France took advantage of the ridiculous call to launch an offensive off the free kick, but Emma cleared the in-swinger easily out to Taylor, who started the attack up the left wing. A moment later, France intercepted a long ball out of the midfield, and soon they were driving back down toward the US goal. A whistled handball on Jordan Van Brueggen gave France their second dangerous free kick in the first three minutes of the game, and Emma began to doubt her earlier certainty about the game’s outcome. She lined up at the top of the eighteen as Phoebe shouted orders, relieved when Durand’s notoriously dangerous free kick skipped harmlessly over the end line for a US goal kick.
While the center ref was undeniably whistle-happy, her bad calls went both ways. Just past the five-minute mark, France’s right back used “too much” arm extension during a shoulder charge against Gabe—in the ref’s opinion. Emma didn’t actually see the need for a whistle, but no one asked her. Besides, she would take the bad call against France to even out the crappy reffing odds.
Jo called something from the sideline, and Jamie jogged over to take the free kick a few yards off the corner of the eighteen. While the referee inserted herself even more into the game by lecturing Jordan and her French counterpart for jockeying for position near the twelve, Lisa caught Emma’s eye.
“Get in there,” she said. “I’ve got the counterattack covered.”
“Yeah?” Emma asked, already starting toward France’s penalty area.
“Yeah,” Lisa said. “Go get ’em, tiger.”
Emma and Ellie exchanged a nod as they set up between the six and the twelve. Then Emma looked back at Jamie, standing with her hands on her hips, waiting for the ref to cease her annoying posturing. Their eyes met and this time, Jamie didn’t smile. Her nod was decisive. Emma knew before the referee blew her whistle exactly where the ball would be.
Sure enough, the high-pitched tweet had barely finished when Jamie took two graceful steps and launched the ball into the box. Emma sprinted past her defender to the near post, intercepting the ball on the six. Her vision narrowed, her hearing dimmed, and the only thing she focused on was connecting her forehead with the arcing ball and flicking it on toward the goal. All it took was a slight redirection, and the ball sailed past the wrong-footed keeper and into the back of the net.
Holy shit. Emma leapt into the air, swinging her fist upward as she shouted, “Fuck, yeah!” She had just scored her first ever goal for the national team! Why hadn’t she done this sooner? It felt awesome!

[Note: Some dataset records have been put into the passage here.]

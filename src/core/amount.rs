// Hbar amounts held as signed tinybars.
use std::fmt;

pub const TINYBARS_PER_HBAR: i64 = 100_000_000;

#[derive(Clone, Copy, Debug, Default, Eq, PartialEq, Hash, Ord, PartialOrd)]
pub struct Hbar(i64);

impl Hbar {
    pub const ZERO: Hbar = Hbar(0);

    pub const fn from_tinybars(tinybars: i64) -> Self {
        Self(tinybars)
    }

    pub const fn new(hbars: i64) -> Self {
        Self(hbars * TINYBARS_PER_HBAR)
    }

    pub const fn to_tinybars(self) -> i64 {
        self.0
    }

    pub const fn is_negative(self) -> bool {
        self.0 < 0
    }

    pub fn checked_add(self, other: Hbar) -> Option<Hbar> {
        self.0.checked_add(other.0).map(Hbar)
    }

    pub fn checked_sub(self, other: Hbar) -> Option<Hbar> {
        self.0.checked_sub(other.0).map(Hbar)
    }
}

impl fmt::Display for Hbar {
    fn fmt(&self, f: &mut fmt::Formatter<'_>) -> fmt::Result {
        let sign = if self.0 < 0 { "-" } else { "" };
        let abs = self.0.unsigned_abs();
        let per = TINYBARS_PER_HBAR.unsigned_abs();
        write!(f, "{sign}{}.{:08} ℏ", abs / per, abs % per)
    }
}

#[cfg(test)]
mod tests {
    use super::Hbar;

    #[test]
    fn display_uses_eight_decimals() {
        assert_eq!(Hbar::new(10).to_string(), "10.00000000 ℏ");
        assert_eq!(Hbar::from_tinybars(-150).to_string(), "-0.00000150 ℏ");
    }

    #[test]
    fn checked_sub_detects_overflow() {
        assert_eq!(Hbar::from_tinybars(i64::MIN).checked_sub(Hbar::from_tinybars(1)), None);
        assert_eq!(
            Hbar::new(2).checked_sub(Hbar::new(1)),
            Some(Hbar::from_tinybars(100_000_000))
        );
    }
}
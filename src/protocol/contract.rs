//! Purpose: Smart contract create, call and delete operations.
//! Exports: `ContractCreateRequest`, `ContractCallRequest`, `ContractDeleteRequest` and results.
//! Invariants: Gas is always positive; payable and initial balances are never negative.
use bytes::Bytes;

use crate::config::Operator;
use crate::core::amount::Hbar;
use crate::core::entity::{AccountId, ContractId, FileId, TransactionId};
use crate::core::error::{ApiResult, Error};
use crate::core::key::PublicKey;
use crate::core::status::Status;
use crate::protocol::network::TransactionBody;
use crate::protocol::options::{
    KeySource, TransactionOptions, check_memo, check_non_negative, check_positive,
};
use crate::protocol::request::{Operation, OperationKind, Outcome, Request, required};

/// Gas used when a factory is not given an explicit limit.
pub const DEFAULT_CONTRACT_GAS: u64 = 100_000;

fn check_gas(gas: u64) -> ApiResult<u64> {
    let signed = i64::try_from(gas)
        .map_err(|_| Error::invalid_argument(format!("gas {gas} is out of range")))?;
    check_positive(signed, "gas")?;
    Ok(gas)
}

#[derive(Clone, Debug, Eq, PartialEq)]
pub struct ContractCreateRequest {
    bytecode_file_id: FileId,
    gas: u64,
    constructor_parameters: Bytes,
    initial_balance: Hbar,
    admin_key: KeySource,
    memo: Option<String>,
    options: TransactionOptions,
}

impl ContractCreateRequest {
    /// Deploys the bytecode stored in `bytecode_file_id`, administered by the operator key.
    pub fn of(bytecode_file_id: FileId) -> Self {
        Self {
            bytecode_file_id,
            gas: DEFAULT_CONTRACT_GAS,
            constructor_parameters: Bytes::new(),
            initial_balance: Hbar::ZERO,
            admin_key: KeySource::Operator,
            memo: None,
            options: TransactionOptions::default(),
        }
    }

    pub fn of_parameters(
        bytecode_file_id: FileId,
        gas: u64,
        constructor_parameters: impl Into<Bytes>,
    ) -> ApiResult<Self> {
        Ok(Self {
            gas: check_gas(gas)?,
            constructor_parameters: constructor_parameters.into(),
            ..Self::of(bytecode_file_id)
        })
    }

    /// Passing `None` deploys an immutable contract.
    pub fn of_admin_key(
        bytecode_file_id: FileId,
        gas: u64,
        constructor_parameters: impl Into<Bytes>,
        admin_key: Option<PublicKey>,
    ) -> ApiResult<Self> {
        let mut request = Self::of_parameters(bytecode_file_id, gas, constructor_parameters)?;
        request.admin_key = admin_key.into();
        Ok(request)
    }

    pub fn with_initial_balance(mut self, initial_balance: Hbar) -> ApiResult<Self> {
        check_non_negative(initial_balance, "initial balance")?;
        self.initial_balance = initial_balance;
        Ok(self)
    }

    pub fn with_memo(mut self, memo: impl Into<String>) -> ApiResult<Self> {
        let memo = memo.into();
        check_memo(&memo, "contract memo")?;
        self.memo = Some(memo);
        Ok(self)
    }

    pub fn with_options(mut self, options: TransactionOptions) -> Self {
        self.options = options;
        self
    }

    pub fn gas(&self) -> u64 {
        self.gas
    }
}

#[derive(Clone, Debug, Eq, PartialEq)]
pub struct ContractCreateResult {
    pub transaction_id: TransactionId,
    pub status: Status,
    pub contract_id: ContractId,
}

impl Request for ContractCreateRequest {
    type Output = ContractCreateResult;

    fn kind(&self) -> OperationKind {
        OperationKind::ContractCreate
    }

    fn operation(&self, operator: &Operator) -> ApiResult<Operation> {
        Ok(Operation::Transaction {
            body: TransactionBody::ContractCreate {
                bytecode_file_id: self.bytecode_file_id,
                gas: self.gas,
                constructor_parameters: self.constructor_parameters.clone(),
                initial_balance: self.initial_balance,
                admin_key: self.admin_key.resolve(operator),
                memo: self.memo.clone(),
            },
            options: self.options.clone(),
        })
    }

    fn output(outcome: Outcome) -> ApiResult<Self::Output> {
        let kind = OperationKind::ContractCreate;
        let receipt = outcome.into_receipt(kind)?;
        Ok(ContractCreateResult {
            transaction_id: receipt.transaction_id,
            status: receipt.status,
            contract_id: required(receipt.contract_id, &receipt, kind, "contract id")?,
        })
    }
}

#[derive(Clone, Debug, Eq, PartialEq)]
pub struct ContractCallRequest {
    contract_id: ContractId,
    gas: u64,
    function_parameters: Bytes,
    payable_amount: Hbar,
    options: TransactionOptions,
}

impl ContractCallRequest {
    /// `function_parameters` is the ABI-encoded selector and arguments.
    pub fn of(contract_id: ContractId, function_parameters: impl Into<Bytes>) -> Self {
        Self {
            contract_id,
            gas: DEFAULT_CONTRACT_GAS,
            function_parameters: function_parameters.into(),
            payable_amount: Hbar::ZERO,
            options: TransactionOptions::default(),
        }
    }

    pub fn of_gas(
        contract_id: ContractId,
        gas: u64,
        function_parameters: impl Into<Bytes>,
    ) -> ApiResult<Self> {
        Ok(Self {
            gas: check_gas(gas)?,
            ..Self::of(contract_id, function_parameters)
        })
    }

    pub fn of_payable(
        contract_id: ContractId,
        gas: u64,
        function_parameters: impl Into<Bytes>,
        payable_amount: Hbar,
    ) -> ApiResult<Self> {
        check_non_negative(payable_amount, "payable amount")?;
        let mut request = Self::of_gas(contract_id, gas, function_parameters)?;
        request.payable_amount = payable_amount;
        Ok(request)
    }

    pub fn with_options(mut self, options: TransactionOptions) -> Self {
        self.options = options;
        self
    }
}

#[derive(Clone, Debug, Eq, PartialEq)]
pub struct ContractCallResult {
    pub transaction_id: TransactionId,
    pub status: Status,
    pub gas_used: u64,
    pub result: Bytes,
}

impl Request for ContractCallRequest {
    type Output = ContractCallResult;

    fn kind(&self) -> OperationKind {
        OperationKind::ContractCall
    }

    fn operation(&self, _operator: &Operator) -> ApiResult<Operation> {
        Ok(Operation::Transaction {
            body: TransactionBody::ContractCall {
                contract_id: self.contract_id,
                gas: self.gas,
                function_parameters: self.function_parameters.clone(),
                payable_amount: self.payable_amount,
            },
            options: self.options.clone(),
        })
    }

    fn output(outcome: Outcome) -> ApiResult<Self::Output> {
        let kind = OperationKind::ContractCall;
        let receipt = outcome.into_receipt(kind)?;
        let call = required(receipt.contract_call.clone(), &receipt, kind, "call result")?;
        Ok(ContractCallResult {
            transaction_id: receipt.transaction_id,
            status: receipt.status,
            gas_used: call.gas_used,
            result: call.result,
        })
    }
}

#[derive(Clone, Debug, Eq, PartialEq)]
pub struct ContractDeleteRequest {
    contract_id: ContractId,
    transfer_account_id: Option<AccountId>,
    options: TransactionOptions,
}

impl ContractDeleteRequest {
    /// Remaining balance goes to the operator account.
    pub fn of(contract_id: ContractId) -> Self {
        Self {
            contract_id,
            transfer_account_id: None,
            options: TransactionOptions::default(),
        }
    }

    pub fn of_transfer(contract_id: ContractId, transfer_account_id: AccountId) -> Self {
        Self {
            transfer_account_id: Some(transfer_account_id),
            ..Self::of(contract_id)
        }
    }

    pub fn with_options(mut self, options: TransactionOptions) -> Self {
        self.options = options;
        self
    }
}

#[derive(Clone, Debug, Eq, PartialEq)]
pub struct ContractDeleteResult {
    pub transaction_id: TransactionId,
    pub status: Status,
}

impl Request for ContractDeleteRequest {
    type Output = ContractDeleteResult;

    fn kind(&self) -> OperationKind {
        OperationKind::ContractDelete
    }

    fn operation(&self, operator: &Operator) -> ApiResult<Operation> {
        Ok(Operation::Transaction {
            body: TransactionBody::ContractDelete {
                contract_id: self.contract_id,
                transfer_account_id: self.transfer_account_id.unwrap_or(operator.account_id),
            },
            options: self.options.clone(),
        })
    }

    fn output(outcome: Outcome) -> ApiResult<Self::Output> {
        let receipt = outcome.into_receipt(OperationKind::ContractDelete)?;
        Ok(ContractDeleteResult {
            transaction_id: receipt.transaction_id,
            status: receipt.status,
        })
    }
}
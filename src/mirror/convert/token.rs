// Token listings, token details, balances, NFTs and custom fee schedules.
use time::OffsetDateTime;

use super::fields::Fields;
use crate::core::error::{ApiResult, Error};
use crate::domain::{
    Balance, CustomFee, FixedFee, FractionalFee, Nft, RoyaltyFee, SupplyType, Token, TokenInfo,
    TokenType,
};

pub(crate) fn token(fields: Fields<'_>) -> ApiResult<Token> {
    Ok(Token {
        token_id: fields.parse("token_id")?,
        token_type: fields.parse::<TokenType>("type")?,
        name: fields.string_or_default("name")?,
        symbol: fields.string_or_default("symbol")?,
        decimals: fields.u32("decimals")?,
        admin_key: fields.key("admin_key")?,
    })
}

pub(crate) fn token_info(fields: Fields<'_>) -> ApiResult<TokenInfo> {
    let custom_fees = match fields.object("custom_fees")? {
        Some(fees) => custom_fee(fees)?,
        None => CustomFee::default(),
    };
    Ok(TokenInfo {
        token_id: fields.parse("token_id")?,
        token_type: fields.parse("type")?,
        name: fields.string_or_default("name")?,
        symbol: fields.string_or_default("symbol")?,
        memo: fields.string_or_default("memo")?,
        decimals: fields.u32("decimals")?,
        initial_supply: fields.i64_or("initial_supply", 0)?,
        total_supply: fields.i64_or("total_supply", 0)?,
        max_supply: fields.i64_or("max_supply", 0)?,
        supply_type: fields
            .opt_parse::<SupplyType>("supply_type")?
            .unwrap_or(SupplyType::Infinite),
        treasury_account_id: fields.parse("treasury_account_id")?,
        auto_renew_account: fields.opt_parse("auto_renew_account")?,
        auto_renew_period: fields.opt_duration_seconds("auto_renew_period")?,
        deleted: fields.bool_or("deleted", false)?,
        freeze_default: fields.bool_or("freeze_default", false)?,
        paused: fields.opt_str("pause_status")? == Some("PAUSED"),
        admin_key: fields.key("admin_key")?,
        supply_key: fields.key("supply_key")?,
        kyc_key: fields.key("kyc_key")?,
        freeze_key: fields.key("freeze_key")?,
        wipe_key: fields.key("wipe_key")?,
        fee_schedule_key: fields.key("fee_schedule_key")?,
        pause_key: fields.key("pause_key")?,
        custom_fees,
        created_timestamp: fields.opt_timestamp("created_timestamp")?,
        modified_timestamp: fields.opt_timestamp("modified_timestamp")?,
        expiry_timestamp: epoch_nanos(&fields, "expiry_timestamp")?,
    })
}

pub(crate) fn balance(fields: Fields<'_>) -> ApiResult<Balance> {
    let decimals = match fields.opt_i64("decimals")? {
        Some(_) => fields.u32("decimals")?,
        None => 0,
    };
    Balance::new(fields.parse("account")?, fields.i64("balance")?, decimals)
        .map_err(|err| rejected(&fields, "balance", err))
}

pub(crate) fn nft(fields: Fields<'_>) -> ApiResult<Nft> {
    Ok(Nft {
        token_id: fields.parse("token_id")?,
        serial_number: fields.i64("serial_number")?,
        account_id: fields.opt_parse("account_id")?,
        spender: fields.opt_parse("spender")?,
        metadata: fields.base64_or_empty("metadata")?,
        deleted: fields.bool_or("deleted", false)?,
        created_timestamp: fields.opt_timestamp("created_timestamp")?,
        modified_timestamp: fields.opt_timestamp("modified_timestamp")?,
    })
}

pub(crate) fn custom_fee(fields: Fields<'_>) -> ApiResult<CustomFee> {
    Ok(CustomFee {
        fixed_fees: fields.list("fixed_fees", "custom_fees.fixed_fees", fixed_fee)?,
        fractional_fees: fields.list(
            "fractional_fees",
            "custom_fees.fractional_fees",
            fractional_fee,
        )?,
        royalty_fees: fields.list("royalty_fees", "custom_fees.royalty_fees", royalty_fee)?,
        created_timestamp: fields.opt_timestamp("created_timestamp")?,
    })
}

fn fixed_fee(fields: Fields<'_>) -> ApiResult<FixedFee> {
    FixedFee::new(
        fields.i64("amount")?,
        fields.opt_parse("collector_account_id")?,
        fields.opt_parse("denominating_token_id")?,
        fields.bool_or("all_collectors_are_exempt", false)?,
    )
    .map_err(|err| rejected(&fields, "amount", err))
}

fn fractional_fee(fields: Fields<'_>) -> ApiResult<FractionalFee> {
    let amount = fields
        .object("amount")?
        .ok_or_else(|| fields.error("amount", "required field is missing"))?;
    FractionalFee::new(
        amount.i64("numerator")?,
        amount.i64("denominator")?,
        fields.i64_or("minimum", 0)?,
        fields.opt_i64("maximum")?,
        fields.bool_or("net_of_transfers", false)?,
        fields.opt_parse("collector_account_id")?,
        fields.opt_parse("denominating_token_id")?,
        fields.bool_or("all_collectors_are_exempt", false)?,
    )
    .map_err(|err| rejected(&fields, "amount", err))
}

fn royalty_fee(fields: Fields<'_>) -> ApiResult<RoyaltyFee> {
    let amount = fields
        .object("amount")?
        .ok_or_else(|| fields.error("amount", "required field is missing"))?;
    let fallback_fee = match fields.object("fallback_fee")? {
        Some(fallback) => Some(
            FixedFee::new(
                fallback.i64("amount")?,
                fields.opt_parse("collector_account_id")?,
                fallback.opt_parse("denominating_token_id")?,
                fields.bool_or("all_collectors_are_exempt", false)?,
            )
            .map_err(|err| rejected(&fallback, "amount", err))?,
        ),
        None => None,
    };
    RoyaltyFee::new(
        amount.i64("numerator")?,
        amount.i64("denominator")?,
        fallback_fee,
        fields.opt_parse("collector_account_id")?,
        fields.bool_or("all_collectors_are_exempt", false)?,
    )
    .map_err(|err| rejected(&fields, "amount", err))
}

/// Token expiry is reported as integer nanoseconds rather than `seconds.nanos`.
fn epoch_nanos(fields: &Fields<'_>, key: &str) -> ApiResult<Option<OffsetDateTime>> {
    match fields.opt_i64(key)? {
        None => Ok(None),
        Some(nanos) => OffsetDateTime::from_unix_timestamp_nanos(i128::from(nanos))
            .map(Some)
            .map_err(|err| fields.error(key, format!("{nanos} is out of range")).with_source(err)),
    }
}

fn rejected(fields: &Fields<'_>, key: &str, err: Error) -> Error {
    let message = err.message().unwrap_or("value rejected").to_string();
    fields.error(key, message).with_source(err)
}
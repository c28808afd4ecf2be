//! Purpose: Immutable domain values returned by mirror queries.
//! Exports: Account, token, topic, transaction, contract, fee and network values.
//! Role: Leaves of the dependency graph; no I/O happens here.
//! Invariants: Values that carry domain rules (fees, balances) validate at construction.

pub mod account;
pub mod contract;
pub mod fee;
pub mod network;
pub mod token;
pub mod topic;
pub mod transaction;

pub use account::{AccountInfo, AccountTokenBalance};
pub use contract::{Contract, ContractLog, EventDescriptor};
pub use fee::{CustomFee, FixedFee, FractionalFee, RoyaltyFee};
pub use network::{ExchangeRate, ExchangeRates, NetworkFee, NetworkStake, NetworkSupplies};
pub use token::{Balance, Nft, SupplyType, Token, TokenInfo, TokenType};
pub use topic::{ChunkInfo, Topic, TopicMessage};
pub use transaction::{
    BalanceModification, NftTransfer, StakingRewardTransfer, TokenTransfer, TransactionInfo,
    TransactionResultFilter, TransactionType, Transfer,
};
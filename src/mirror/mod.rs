//! Purpose: Historical queries against the ledger's mirror node REST API.
//! Exports: `MirrorClient`, `RestClient`, `UreqRestClient`, `Converter`, `DocumentConverter`,
//! `Page`, `RestPage`, `Pages`, path builders and query filters.
//! Role: Fetch is pluggable (`RestClient`), mapping is shared (`DocumentConverter`).
//! Invariants: Paths are built once in `paths`; pagination is implemented once in `page`.

pub mod client;
mod convert;
pub mod converter;
pub mod page;
pub mod paths;
pub mod rest;
pub mod ureq_client;

pub use client::MirrorClient;
pub use converter::{Converter, DocumentConverter};
pub use page::{Page, Pages, RestPage};
pub use paths::{ContractFilter, TransactionFilter};
pub use rest::RestClient;
pub use ureq_client::UreqRestClient;
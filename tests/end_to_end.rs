//! Purpose: Submit through the protocol client, read back through the mirror client.
//! Exports: None (integration test module).
//! Role: A mirror emulator publishes `LocalLedger` topic state the way a mirror node does.
//! Invariants: Message bytes survive the write path, JSON rendering and conversion unchanged.

mod common;

use std::sync::Arc;
use std::time::Duration;

use axum::extract::{Path as AxumPath, State};
use axum::http::StatusCode;
use axum::response::{IntoResponse, Response};
use axum::routing::get;
use axum::{Json, Router};
use base64::Engine;
use base64::engine::general_purpose::STANDARD;
use serde_json::{Value, json};

use common::{MirrorEmulator, TestResult, operator};
use ledgerlink::config::{LedgerConfig, NetworkSettings};
use ledgerlink::core::amount::Hbar;
use ledgerlink::core::entity::{TopicId, format_timestamp};
use ledgerlink::domain::TopicMessage;
use ledgerlink::mirror::{DocumentConverter, MirrorClient, Page, UreqRestClient};
use ledgerlink::protocol::{
    LedgerNetwork, LocalLedger, ProtocolClient, TopicCreateRequest, TopicSubmitMessageRequest,
    TopicUpdateRequest,
};

fn render(message: &TopicMessage) -> Value {
    json!({
        "consensus_timestamp": format_timestamp(message.consensus_timestamp),
        "topic_id": message.topic_id.to_string(),
        "message": STANDARD.encode(&message.message),
        "running_hash": STANDARD.encode(&message.running_hash),
        "running_hash_version": message.running_hash_version,
        "sequence_number": message.sequence_number,
        "payer_account_id": message.payer_account_id.map(|id| id.to_string()),
        "chunk_info": null
    })
}

fn not_found() -> Response {
    (
        StatusCode::NOT_FOUND,
        Json(json!({"_status": {"messages": [{"message": "Not found"}]}})),
    )
        .into_response()
}

async fn topic(State(ledger): State<Arc<LocalLedger>>, AxumPath(topic): AxumPath<String>) -> Response {
    let Ok(topic_id) = topic.parse::<TopicId>() else {
        return StatusCode::BAD_REQUEST.into_response();
    };
    match ledger.topic(topic_id) {
        Ok(Some(topic)) => Json(json!({
            "topic_id": topic.topic_id.to_string(),
            "memo": topic.memo,
            "admin_key": topic.admin_key.map(|key| json!({"_type": "ED25519", "key": key.to_hex()})),
            "submit_key": null,
            "deleted": topic.deleted,
            "created_timestamp": topic.created_timestamp.map(format_timestamp)
        }))
        .into_response(),
        Ok(None) => not_found(),
        Err(_) => StatusCode::INTERNAL_SERVER_ERROR.into_response(),
    }
}

async fn topic_messages(
    State(ledger): State<Arc<LocalLedger>>,
    AxumPath(topic): AxumPath<String>,
) -> Response {
    let Ok(topic_id) = topic.parse::<TopicId>() else {
        return StatusCode::BAD_REQUEST.into_response();
    };
    match ledger.topic_messages(topic_id) {
        Ok(messages) => Json(json!({
            "messages": messages.iter().map(render).collect::<Vec<_>>(),
            "links": {"next": null}
        }))
        .into_response(),
        Err(_) => StatusCode::INTERNAL_SERVER_ERROR.into_response(),
    }
}

async fn topic_message(
    State(ledger): State<Arc<LocalLedger>>,
    AxumPath((topic, sequence)): AxumPath<(String, u64)>,
) -> Response {
    let Ok(topic_id) = topic.parse::<TopicId>() else {
        return StatusCode::BAD_REQUEST.into_response();
    };
    match ledger.topic_message(topic_id, sequence) {
        Ok(Some(message)) => Json(render(&message)).into_response(),
        Ok(None) => not_found(),
        Err(_) => StatusCode::INTERNAL_SERVER_ERROR.into_response(),
    }
}

struct Harness {
    protocol: ProtocolClient,
    mirror: MirrorClient<UreqRestClient<Value>, DocumentConverter>,
    _emulator: MirrorEmulator,
}

fn harness() -> TestResult<Harness> {
    let ledger = Arc::new(LocalLedger::new(&operator(), Hbar::new(100)));
    let router = Router::new()
        .route("/api/v1/topics/:topic", get(topic))
        .route("/api/v1/topics/:topic/messages", get(topic_messages))
        .route("/api/v1/topics/:topic/messages/:sequence", get(topic_message))
        .with_state(Arc::clone(&ledger));
    let emulator = MirrorEmulator::start(router)?;

    let network = NetworkSettings {
        identifier: "local".to_string(),
        display_name: "Local".to_string(),
        mirror_node_url: Some(emulator.base_url()),
        consensus_nodes: Vec::new(),
    };
    let config =
        LedgerConfig::new(operator(), network).with_request_timeout(Duration::from_secs(5));
    Ok(Harness {
        protocol: ProtocolClient::from_config(&config, ledger as Arc<dyn LedgerNetwork>),
        mirror: MirrorClient::from_config(&config)?,
        _emulator: emulator,
    })
}

#[test]
fn submitted_message_reads_back_by_sequence_number() -> TestResult {
    let harness = harness()?;
    let topic_id = harness
        .protocol
        .execute(&TopicCreateRequest::of_admin_key(operator().public_key))?
        .topic_id;

    let payload = b"settlement batch 42".to_vec();
    let submitted = harness
        .protocol
        .execute(&TopicSubmitMessageRequest::of(topic_id, payload.clone())?)?;
    assert_eq!(submitted.sequence_number, 1);

    let message = harness
        .mirror
        .topic_message(topic_id, 1)?
        .expect("message is published");
    assert_eq!(message.message.as_ref(), payload.as_slice());
    assert_eq!(message.running_hash, submitted.running_hash);
    assert_eq!(message.payer_account_id, Some(operator().account_id));

    assert!(harness.mirror.topic_message(topic_id, 2)?.is_none());
    Ok(())
}

#[test]
fn topic_listing_and_metadata_follow_ledger_state() -> TestResult {
    let harness = harness()?;
    let topic_id = harness
        .protocol
        .execute(&TopicCreateRequest::of_admin_key(operator().public_key))?
        .topic_id;
    harness
        .protocol
        .execute(&TopicUpdateRequest::of_memo(topic_id, "orders")?)?;
    for text in ["one", "two", "three"] {
        harness
            .protocol
            .execute(&TopicSubmitMessageRequest::of_text(topic_id, text)?)?;
    }

    let topic = harness.mirror.topic(topic_id)?.expect("topic exists");
    assert_eq!(topic.memo, "orders");
    assert_eq!(topic.admin_key, Some(operator().public_key));

    let page = harness.mirror.topic_messages(topic_id);
    assert!(!page.has_next()?);
    let texts: Vec<String> = page
        .data()?
        .iter()
        .filter_map(|message| message.message_utf8().map(str::to_string))
        .collect();
    assert_eq!(texts, vec!["one", "two", "three"]);
    Ok(())
}
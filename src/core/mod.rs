// Core value types: errors, identifiers, amounts, keys, status codes and the JSON document model.
pub mod amount;
pub mod document;
pub mod entity;
pub mod error;
pub mod key;
pub mod status;
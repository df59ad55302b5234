// dag-artifact-core/src/domain/project/configuration.rs

use serde::{Deserialize, Serialize};
use std::path::PathBuf;
use validator::{Validate, ValidationError};

/// Where artifacts and their metadata live.
#[derive(Debug, Deserialize, Serialize, Clone, Copy, Default, PartialEq)]
#[serde(rename_all = "lowercase")]
pub enum Backend {
    /// S3 for artifact bytes, DynamoDB for version metadata.
    #[default]
    Aws,
    /// Same layout on the local filesystem (dev / dry-run).
    Local,
}

impl std::str::FromStr for Backend {
    type Err = String;

    fn from_str(s: &str) -> Result<Self, Self::Err> {
        match s.to_lowercase().as_str() {
            "aws" => Ok(Self::Aws),
            "local" => Ok(Self::Local),
            _ => Err(format!("Unknown backend: {}", s)),
        }
    }
}

/// Immutable settings of one artifact store + MWAA DAG folder.
///
/// Built once (usually by `load_project_config`) and handed to the adapters;
/// nothing mutates it afterwards.
#[derive(Debug, Deserialize, Serialize, Clone, Validate, PartialEq)]
pub struct DagArtifactConfig {
    #[serde(default)]
    pub backend: Backend,

    #[validate(length(min = 1, message = "aws_region cannot be empty"))]
    pub aws_region: String,

    #[validate(length(min = 3, max = 63, message = "s3_bucket must be 3-63 characters"))]
    pub s3_bucket: String,

    #[serde(default = "default_s3_prefix")]
    pub s3_prefix: String,

    #[validate(length(min = 3, max = 255, message = "dynamodb_table_name must be 3-255 characters"))]
    #[serde(default = "default_table_name")]
    pub dynamodb_table_name: String,

    /// MWAA DAG folder: `s3://bucket/dags/` or a local directory.
    #[validate(custom(function = "validate_dags_folder"))]
    pub dags_folder: String,

    /// Custom S3/DynamoDB endpoint (LocalStack, MinIO...).
    #[serde(default, skip_serializing_if = "Option::is_none")]
    pub endpoint_url: Option<String>,

    /// Root directory of the `local` backend.
    #[serde(default = "default_local_root")]
    pub local_root: PathBuf,
}

impl DagArtifactConfig {
    pub fn dags_folder_is_s3(&self) -> bool {
        self.dags_folder.starts_with("s3://")
    }
}

fn validate_dags_folder(value: &str) -> Result<(), ValidationError> {
    if value.trim().is_empty() {
        return Err(ValidationError::new("dags_folder_empty"));
    }
    if let Some(rest) = value.strip_prefix("s3://") {
        if rest.split('/').next().unwrap_or_default().is_empty() {
            return Err(ValidationError::new("dags_folder_missing_bucket"));
        }
    }
    Ok(())
}

fn default_s3_prefix() -> String {
    "versioned-artifacts".to_string()
}
fn default_table_name() -> String {
    "versioned-artifacts".to_string()
}
fn default_local_root() -> PathBuf {
    PathBuf::from(".dag_artifact")
}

The American fans erupted—or maybe that was the bench, given that the stadium was mostly empty—while the team converged on Emma, laughing and hugging her for varying amounts of time. Jamie hugged her for an extra-long moment, and Emma could practically read her mind. Just like we practiced.
“Gooooooooallllll!” Ellie and Jenny said in unison, smacking her back so hard Emma thought she might lose her breath.
Taylor O’Brien hung back from the celebration, but as they jogged back to their defensive end for kick-off, Emma pulled her into a side-hug. Now that this particular newbie wasn’t stealing her playing time, Emma could admit it: Taylor deserved her starting spot. She was a beast at both ends, and in the past year, Jo and her NWSL coach had managed to mold her into a more measured, controlled monster. Emma was psyched she was on their team, especially as the first half wore on and Taylor continued to occasionally run over a French player.